Ms Mullen was struck and knocked down by a car driven by Ms Samantha Kerr, who admitted liability and agreed damages at £200,000. Judgment was entered in that amount together with an order for costs in favour of Ms Mullen against Ms Kerr.
In the High Court in Belfast, Ms Kerr brought third party proceedings against the South-Eastern Education and Library Board (SEELB) which owns and occupies the access road.
Legal Principles
Ms Kerr alleged that the design of that road and its associated car parking spaces was negligent in that at the point where the collision occurred there was no segregation between vehicles and pedestrians by the provision either of a raised footpath or by marking out on the road surface an exclusive area for pedestrian use.
Ms Kerr also alleged that the SEELB was in breach of statutory duty in so far as the victim was its employee, and there was a failure to comply with Regulation 17 of the Workplace (Health, Safety and Welfare) Regulations (Northern Ireland) 1993 by failing to organise the workplace in such a way that pedestrians and vehicles could circulate in a safe manner.
Ms Kerr also relied on the SEELB’s failure to carry out a risk assessment under Regulation 3 of the Management of Health and Safety at Work Regulations (NI) 2000.
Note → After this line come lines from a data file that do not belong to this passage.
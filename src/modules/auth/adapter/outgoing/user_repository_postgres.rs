use async_trait::async_trait;
use sea_orm::ActiveValue::NotSet;
use sea_orm::{ActiveModelTrait, DatabaseConnection, DbErr, EntityTrait, Set};
use std::sync::Arc;
use uuid::Uuid;

use super::sea_orm_entity::users::{ActiveModel as UserActiveModel, Entity as UserEntity};
use crate::auth::application::domain::entities::{NewUser, User, UserRole};
use crate::auth::application::ports::outgoing::{UserRepository, UserRepositoryError};

#[derive(Clone, Debug)]
pub struct UserRepositoryPostgres {
    db: Arc<DatabaseConnection>,
}

impl UserRepositoryPostgres {
    pub fn new(db: Arc<DatabaseConnection>) -> Self {
        Self { db }
    }

    async fn load(&self, user_id: Uuid) -> Result<UserActiveModel, UserRepositoryError> {
        let model = UserEntity::find_by_id(user_id)
            .one(&*self.db)
            .await
            .map_err(map_db_err)?
            .ok_or(UserRepositoryError::UserNotFound)?;
        Ok(model.into())
    }

    async fn save(&self, active: UserActiveModel) -> Result<User, UserRepositoryError> {
        let updated = active.update(&*self.db).await.map_err(map_db_err)?;
        updated.into_domain().map_err(UserRepositoryError::DatabaseError)
    }
}

fn map_db_err(e: DbErr) -> UserRepositoryError {
    UserRepositoryError::DatabaseError(e.to_string())
}

fn is_unique_violation(e: &DbErr) -> bool {
    let msg = e.to_string().to_lowercase();
    msg.contains("23505") || msg.contains("duplicate key") || msg.contains("unique constraint")
}

#[async_trait]
impl UserRepository for UserRepositoryPostgres {
    async fn create_user(&self, user: NewUser) -> Result<User, UserRepositoryError> {
        let active_user = UserActiveModel {
            id: Set(Uuid::new_v4()),
            full_name: Set(user.full_name),
            email: Set(user.email),
            password_hash: Set(user.password_hash),
            role: Set(user.role.as_str().to_string()),
            phone: Set(user.phone),
            enrolled_courses: Set(serde_json::json!([])),
            is_active: Set(true),
            created_at: NotSet,
            updated_at: NotSet,
        };

        let inserted = active_user.insert(&*self.db).await.map_err(|e| {
            if is_unique_violation(&e) {
                return UserRepositoryError::EmailAlreadyExists;
            }
            map_db_err(e)
        })?;

        inserted
            .into_domain()
            .map_err(UserRepositoryError::DatabaseError)
    }

    async fn update_role(&self, user_id: Uuid, role: UserRole) -> Result<User, UserRepositoryError> {
        let mut active = self.load(user_id).await?;
        active.role = Set(role.as_str().to_string());
        self.save(active).await
    }

    async fn set_active(&self, user_id: Uuid, is_active: bool) -> Result<User, UserRepositoryError> {
        let mut active = self.load(user_id).await?;
        active.is_active = Set(is_active);
        self.save(active).await
    }
}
Employees are owed a duty of care at common law, a statutory duty under the Occupiers’ Liability Act (Northern Ireland) 1957 and also duties under the 1993 and 2000 Regulations
Firstly, the SEELB relied on the fact that there has been no accident or injury in relation to the use of the access road. Justice Stephens cited the well-known formulation in Stokes v Guest, Keen & Nettlefold (Bolts & Nuts) Ltd 1 WLR 1776 , stating that it requires “the employer to have given positive thought for the safety of his workers in the light of what he knows or ought to know”.
Thereafter if there is a recognised and general practice which has been followed for a substantial period in similar circumstances without mishap, the employer is entitled to follow it, unless in the light of common sense or newer knowledge it is clearly bad.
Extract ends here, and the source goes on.